In this article, we share what we’ve learned about building evals for AI agents, and why we now consider them non-negotiable for any team shipping agents to production. This follows past deep dives into how to build planning into your agent and how to manage memory in agents.

Let’s jump in.

The early days: Google Docs and pain

Let’s be honest about where most teams start: manually testing in a document.

When Alyx was young, our “testing framework” was a Google Doc. We’d write down queries, record the responses, make changes, check if things improved, and repeat. It was painful, inefficient, and didn’t scale.

The core problem? AI agents aren’t deterministic. The same input can produce different outputs. Prompts interact in unexpected ways. And when you’re iterating quickly, there’s no reliable way to know if your “fix” just broke three other workflows.

We knew we needed something better. A way to systematically validate agent behavior that could keep pace with development.

The solution: golden datasets from real production traces

The foundation of our testing approach is deceptively simple:capture real production traces and use them as test cases.

Here’s why this matters:

Synthetic data misses edge cases. You can generate test cases with LLMs, but they tend to be “happy path” examples. Real users do unexpected things.
Production traces capture actual failures. When something breaks in production, that trace becomes a test case. You’re testing against the exact conditions that caused the problem.
It enables team collaboration. When someone finds a bug, they can add the trace to the shared dataset. No more “it works on my machine” debates, everyone is testing against the same data.

How we structure test cases

Each test case in our dataset includes:

The input trace: The exact user query and context that triggered the behavior
Expected result: A natural language description of what should happen

Notice we said “natural language description”, not a rigid JSON schema. This is intentional. For example, an expected result might be: “After running the categorization tools, the LLM should respond with text explaining the categories before creating the eval template.”

Why not exact output matching? Because AI outputs vary in phrasing, formatting, and structure. Exact matching creates brittle tests that fail on semantically correct responses. Instead, we use LLM-based evaluators that understand intent.

LLM-as-Judge: why we stopped writing assertions

Traditional assertions don’t work for AI outputs. Checking if response == expected_response fails the moment the agent uses slightly different wording.

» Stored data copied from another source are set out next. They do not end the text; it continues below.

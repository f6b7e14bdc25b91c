//! Discounts
//!
//! Per-type discount calculation over the qualifying lines of a cart. The
//! caller checks the promotion is usable and caps the result at the cart
//! subtotal; nothing here does either.

use rust_decimal::Decimal;
use rusty_money::iso::Currency;
use serde::Serialize;
use smallvec::SmallVec;

use crate::{
    cart::CartLine,
    money::round_to_minor,
    products::ProductId,
    promotions::{
        DiscountRule, Promotion, PromotionDefinitionError, PromotionError,
        applicability::{applicable_lines, is_applicable},
    },
};

/// Discount granted on a single line.
#[derive(Debug, Clone, Copy, PartialEq, Eq, Serialize)]
#[serde(rename_all = "camelCase")]
pub struct LineDiscount {
    /// Line's product
    pub product_id: ProductId,

    /// Amount off the line, in minor-unit precision
    pub amount: Decimal,
}

/// Result of a discount calculation.
#[derive(Debug, Clone, Default, PartialEq, Serialize)]
#[serde(rename_all = "camelCase")]
pub struct DiscountBreakdown {
    /// Sum of `per_line_discount`
    pub total_discount: Decimal,

    /// One entry per qualifying line, in cart order
    pub per_line_discount: SmallVec<[LineDiscount; 8]>,
}

impl FromIterator<LineDiscount> for DiscountBreakdown {
    fn from_iter<I: IntoIterator<Item = LineDiscount>>(iter: I) -> Self {
        let per_line_discount: SmallVec<[LineDiscount; 8]> = iter.into_iter().collect();
        let total_discount = per_line_discount.iter().map(|line| line.amount).sum();

        Self {
            total_discount,
            per_line_discount,
        }
    }
}

/// What qualified, as measured by the pre-checks.
#[derive(Debug, Clone, Copy, PartialEq, Eq)]
pub struct Eligibility {
    /// Units across qualifying lines
    pub applicable_quantity: u64,

    /// Subtotal across qualifying lines
    pub applicable_subtotal: Decimal,
}

/// Run the pre-checks that gate applying a promotion.
///
/// Checks run in order: any line qualifies, minimum quantity, maximum
/// quantity, then minimum purchase against the full cart subtotal.
///
/// # Errors
///
/// - [`PromotionError::NoEligibleItems`]
/// - [`PromotionError::QuantityBelowMinimum`]
/// - [`PromotionError::QuantityAboveMaximum`]
/// - [`PromotionError::BelowMinimumPurchase`]
pub fn check_eligibility(
    lines: &[CartLine],
    promotion: &Promotion,
) -> Result<Eligibility, PromotionError> {
    let (applicable_quantity, applicable_subtotal, any) = applicable_lines(lines, promotion).fold(
        (0_u64, Decimal::ZERO, false),
        |(quantity, subtotal, _), line| {
            (
                quantity + u64::from(line.quantity),
                subtotal + line.subtotal(),
                true,
            )
        },
    );

    if !any {
        return Err(PromotionError::NoEligibleItems);
    }

    if let Some(minimum) = promotion.min_quantity {
        if applicable_quantity < u64::from(minimum) {
            return Err(PromotionError::QuantityBelowMinimum {
                minimum,
                actual: applicable_quantity,
            });
        }
    }

    if let Some(maximum) = promotion.max_quantity {
        if applicable_quantity > u64::from(maximum) {
            return Err(PromotionError::QuantityAboveMaximum {
                maximum,
                actual: applicable_quantity,
            });
        }
    }

    if let Some(minimum) = promotion.min_purchase {
        let subtotal: Decimal = lines.iter().map(CartLine::subtotal).sum();

        if subtotal < minimum {
            return Err(PromotionError::BelowMinimumPurchase { minimum, subtotal });
        }
    }

    Ok(Eligibility {
        applicable_quantity,
        applicable_subtotal,
    })
}

/// Compute the discount a promotion grants on `lines`.
///
/// # Errors
///
/// Returns a [`PromotionDefinitionError`] if the promotion's value can't be
/// decoded for its type.
pub fn compute_discount(
    lines: &[CartLine],
    promotion: &Promotion,
    currency: &Currency,
) -> Result<DiscountBreakdown, PromotionDefinitionError> {
    let rule = promotion.rule()?;
    let applicable = lines.iter().filter(|line| is_applicable(line, promotion));

    let breakdown = match rule {
        DiscountRule::Percentage(percent) => applicable
            .map(|line| LineDiscount {
                product_id: line.product_id,
                amount: round_to_minor(line.subtotal() * percent / Decimal::ONE_HUNDRED, currency),
            })
            .collect(),
        DiscountRule::Fixed(amount) => {
            let applicable: SmallVec<[&CartLine; 8]> = applicable.collect();

            distribute_fixed(&applicable, amount, currency)
        }
        DiscountRule::BuyXGetY { buy, get } => applicable
            .map(|line| LineDiscount {
                product_id: line.product_id,
                amount: round_to_minor(
                    Decimal::from(free_units(line.quantity, buy, get)) * line.unit_price,
                    currency,
                ),
            })
            .collect(),
    };

    Ok(breakdown)
}

/// Free units for a line: one set per `buy` units, `get` free per set, never
/// more than the line holds.
fn free_units(quantity: u32, buy: u32, get: u32) -> u32 {
    let sets = quantity.checked_div(buy).unwrap_or(0);

    sets.saturating_mul(get).min(quantity)
}

/// Split `amount` across lines by their share of the qualifying subtotal.
///
/// Each line receives the difference between consecutive rounded running
/// totals, so shares never go negative and always sum to the rounded amount.
fn distribute_fixed(lines: &[&CartLine], amount: Decimal, currency: &Currency) -> DiscountBreakdown {
    let applicable_subtotal: Decimal = lines.iter().map(|line| line.subtotal()).sum();

    if applicable_subtotal <= Decimal::ZERO {
        return lines
            .iter()
            .map(|line| LineDiscount {
                product_id: line.product_id,
                amount: Decimal::ZERO,
            })
            .collect();
    }

    let mut running_subtotal = Decimal::ZERO;
    let mut allocated = Decimal::ZERO;

    lines
        .iter()
        .map(|line| {
            running_subtotal += line.subtotal();

            let cumulative =
                round_to_minor(amount * (running_subtotal / applicable_subtotal), currency);
            let share = cumulative - allocated;

            allocated = cumulative;

            LineDiscount {
                product_id: line.product_id,
                amount: share,
            }
        })
        .collect()
}

#[cfg(test)]
mod tests {
    use rust_decimal_macros::dec;
    use rusty_money::iso::GBP;
    use testresult::TestResult;

    use crate::{
        cart::test_support::line,
        products::{CategoryId, ProductId},
        promotions::{PromotionType, PromotionValue, test_support::promotion},
    };

    use super::*;

    fn amounts(breakdown: &DiscountBreakdown) -> Vec<Decimal> {
        breakdown
            .per_line_discount
            .iter()
            .map(|line| line.amount)
            .collect()
    }

    #[test]
    fn percentage_discounts_each_line() -> TestResult {
        let promo = promotion(
            "P15",
            PromotionType::Percentage,
            PromotionValue::Amount(dec!(15)),
        );
        let lines = [line(1, dec!(100), 2)];

        let breakdown = compute_discount(&lines, &promo, GBP)?;

        assert_eq!(breakdown.total_discount, dec!(30));

        Ok(())
    }

    #[test]
    fn percentage_rounds_per_line() -> TestResult {
        let promo = promotion(
            "P10",
            PromotionType::Percentage,
            PromotionValue::Amount(dec!(10)),
        );
        let lines = [line(1, dec!(0.25), 1), line(2, dec!(0.25), 1)];

        let breakdown = compute_discount(&lines, &promo, GBP)?;

        // 0.025 rounds to 0.03 on each line.
        assert_eq!(amounts(&breakdown), vec![dec!(0.03), dec!(0.03)]);
        assert_eq!(breakdown.total_discount, dec!(0.06));

        Ok(())
    }

    #[test]
    fn fixed_is_distributed_proportionally() -> TestResult {
        let promo = promotion(
            "F40",
            PromotionType::Fixed,
            PromotionValue::Amount(dec!(40)),
        );
        let lines = [line(1, dec!(100), 1), line(2, dec!(150), 2)];

        let breakdown = compute_discount(&lines, &promo, GBP)?;

        assert_eq!(amounts(&breakdown), vec![dec!(10), dec!(30)]);
        assert_eq!(breakdown.total_discount, dec!(40));

        Ok(())
    }

    #[test]
    fn fixed_shares_sum_exactly_despite_rounding() -> TestResult {
        let promo = promotion(
            "F10",
            PromotionType::Fixed,
            PromotionValue::Amount(dec!(10)),
        );
        let lines = [
            line(1, dec!(1), 1),
            line(2, dec!(1), 1),
            line(3, dec!(1), 1),
        ];

        let breakdown = compute_discount(&lines, &promo, GBP)?;

        assert_eq!(amounts(&breakdown), vec![dec!(3.33), dec!(3.34), dec!(3.33)]);
        assert_eq!(breakdown.total_discount, dec!(10));

        Ok(())
    }

    #[test]
    fn fixed_split_handles_largest_prices() -> TestResult {
        let promo = promotion(
            "HUGE",
            PromotionType::Fixed,
            PromotionValue::Amount(dec!(1000000000000000)),
        );
        let lines = [
            line(1, crate::money::MAX_UNIT_PRICE, 1000),
            line(2, crate::money::MAX_UNIT_PRICE, 1000),
        ];

        let breakdown = compute_discount(&lines, &promo, GBP)?;

        assert_eq!(
            amounts(&breakdown),
            vec![dec!(500000000000000), dec!(500000000000000)]
        );
        assert_eq!(breakdown.total_discount, dec!(1000000000000000));

        Ok(())
    }

    #[test]
    fn fixed_ignores_non_qualifying_lines() -> TestResult {
        let mut promo = promotion(
            "F40",
            PromotionType::Fixed,
            PromotionValue::Amount(dec!(40)),
        );
        promo.applicable_categories.insert(CategoryId::new(1));

        let mut other = line(2, dec!(500), 1);
        other.category_id = Some(CategoryId::new(2));

        let lines = [line(1, dec!(100), 1), other];

        let breakdown = compute_discount(&lines, &promo, GBP)?;

        assert_eq!(breakdown.per_line_discount.len(), 1);
        assert_eq!(breakdown.total_discount, dec!(40));

        Ok(())
    }

    #[test]
    fn fixed_with_zero_applicable_subtotal_is_zero() -> TestResult {
        let promo = promotion(
            "F40",
            PromotionType::Fixed,
            PromotionValue::Amount(dec!(40)),
        );
        let lines = [line(1, Decimal::ZERO, 3)];

        let breakdown = compute_discount(&lines, &promo, GBP)?;

        assert_eq!(breakdown.total_discount, Decimal::ZERO);

        Ok(())
    }

    #[test]
    fn buy_two_get_one_on_seven_units() -> TestResult {
        let mut promo = promotion(
            "B2G1",
            PromotionType::BuyXGetY,
            PromotionValue::default(),
        );
        promo.buy_quantity = Some(2);
        promo.get_quantity = Some(1);

        let lines = [line(1, dec!(10), 7)];

        let breakdown = compute_discount(&lines, &promo, GBP)?;

        assert_eq!(breakdown.total_discount, dec!(30));

        Ok(())
    }

    #[test]
    fn free_units_never_exceed_quantity() {
        assert_eq!(free_units(7, 2, 1), 3);
        assert_eq!(free_units(1, 2, 1), 0);
        assert_eq!(free_units(3, 1, 5), 3);
        assert_eq!(free_units(u32::MAX, 1, u32::MAX), u32::MAX);
    }

    #[test]
    fn eligibility_counts_only_applicable_lines() -> TestResult {
        let mut promo = promotion(
            "P10",
            PromotionType::Percentage,
            PromotionValue::Amount(dec!(10)),
        );
        promo.applicable_products.insert(ProductId::new(1));
        promo.min_quantity = Some(2);

        let lines = [line(1, dec!(10), 2), line(2, dec!(10), 5)];

        let eligibility = check_eligibility(&lines, &promo)?;

        assert_eq!(eligibility.applicable_quantity, 2);
        assert_eq!(eligibility.applicable_subtotal, dec!(20));

        Ok(())
    }

    #[test]
    fn eligibility_reports_each_failure() {
        let mut promo = promotion(
            "P10",
            PromotionType::Percentage,
            PromotionValue::Amount(dec!(10)),
        );
        promo.applicable_products.insert(ProductId::new(1));

        assert!(matches!(
            check_eligibility(&[line(2, dec!(10), 1)], &promo),
            Err(PromotionError::NoEligibleItems)
        ));

        promo.min_quantity = Some(3);

        assert!(matches!(
            check_eligibility(&[line(1, dec!(10), 2)], &promo),
            Err(PromotionError::QuantityBelowMinimum {
                minimum: 3,
                actual: 2
            })
        ));

        promo.min_quantity = None;
        promo.max_quantity = Some(1);

        assert!(matches!(
            check_eligibility(&[line(1, dec!(10), 2)], &promo),
            Err(PromotionError::QuantityAboveMaximum {
                maximum: 1,
                actual: 2
            })
        ));
    }

    #[test]
    fn minimum_purchase_uses_full_cart_subtotal() -> TestResult {
        let mut promo = promotion(
            "P10",
            PromotionType::Percentage,
            PromotionValue::Amount(dec!(10)),
        );
        promo.applicable_products.insert(ProductId::new(1));
        promo.min_purchase = Some(dec!(50));

        // Applicable subtotal is 10, but the cart as a whole reaches 50.
        let lines = [line(1, dec!(10), 1), line(2, dec!(40), 1)];

        check_eligibility(&lines, &promo)?;

        assert!(matches!(
            check_eligibility(&[line(1, dec!(10), 1)], &promo),
            Err(PromotionError::BelowMinimumPurchase { .. })
        ));

        Ok(())
    }
}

This is where LLM-based evals come in. Our approach: use an LLM to evaluate whether the output meets the expectation. The evaluator is simple: it takes the expected result and the actual output, then returns a pass/fail judgment along with an explanation.

This explanation is often more useful than the binary result, it tells you why something failed in plain language.

For example, when we were debugging a flow where Alyx was skipping the explanation step and jumping straight to generating an eval template, the evaluator told us:

“After categorize_and_assign, the LLM does not immediately respond with text. Instead, it continues with further tool calls without explaining the categories to the user.”

That’s a better bug description than most humans write.

Choosing the right eval type

Not every test needs an LLM judge. Here’s our framework:

Scenario	Eval Type
Output must contain specific data (API responses, extracted values)	Deterministic checks (regex, JSON schema)
Output should follow behavioral guidelines	LLM-as-judge
Output quality/tone assessment	LLM-as-judge with rubric
Tool call sequence validation	Trace analysis (deterministic)
Latency/cost requirements	Metric thresholds

For Alyx, most tests use LLM-as-judge because we’re primarily validating behavior. Did the agent do the right thing in the right order?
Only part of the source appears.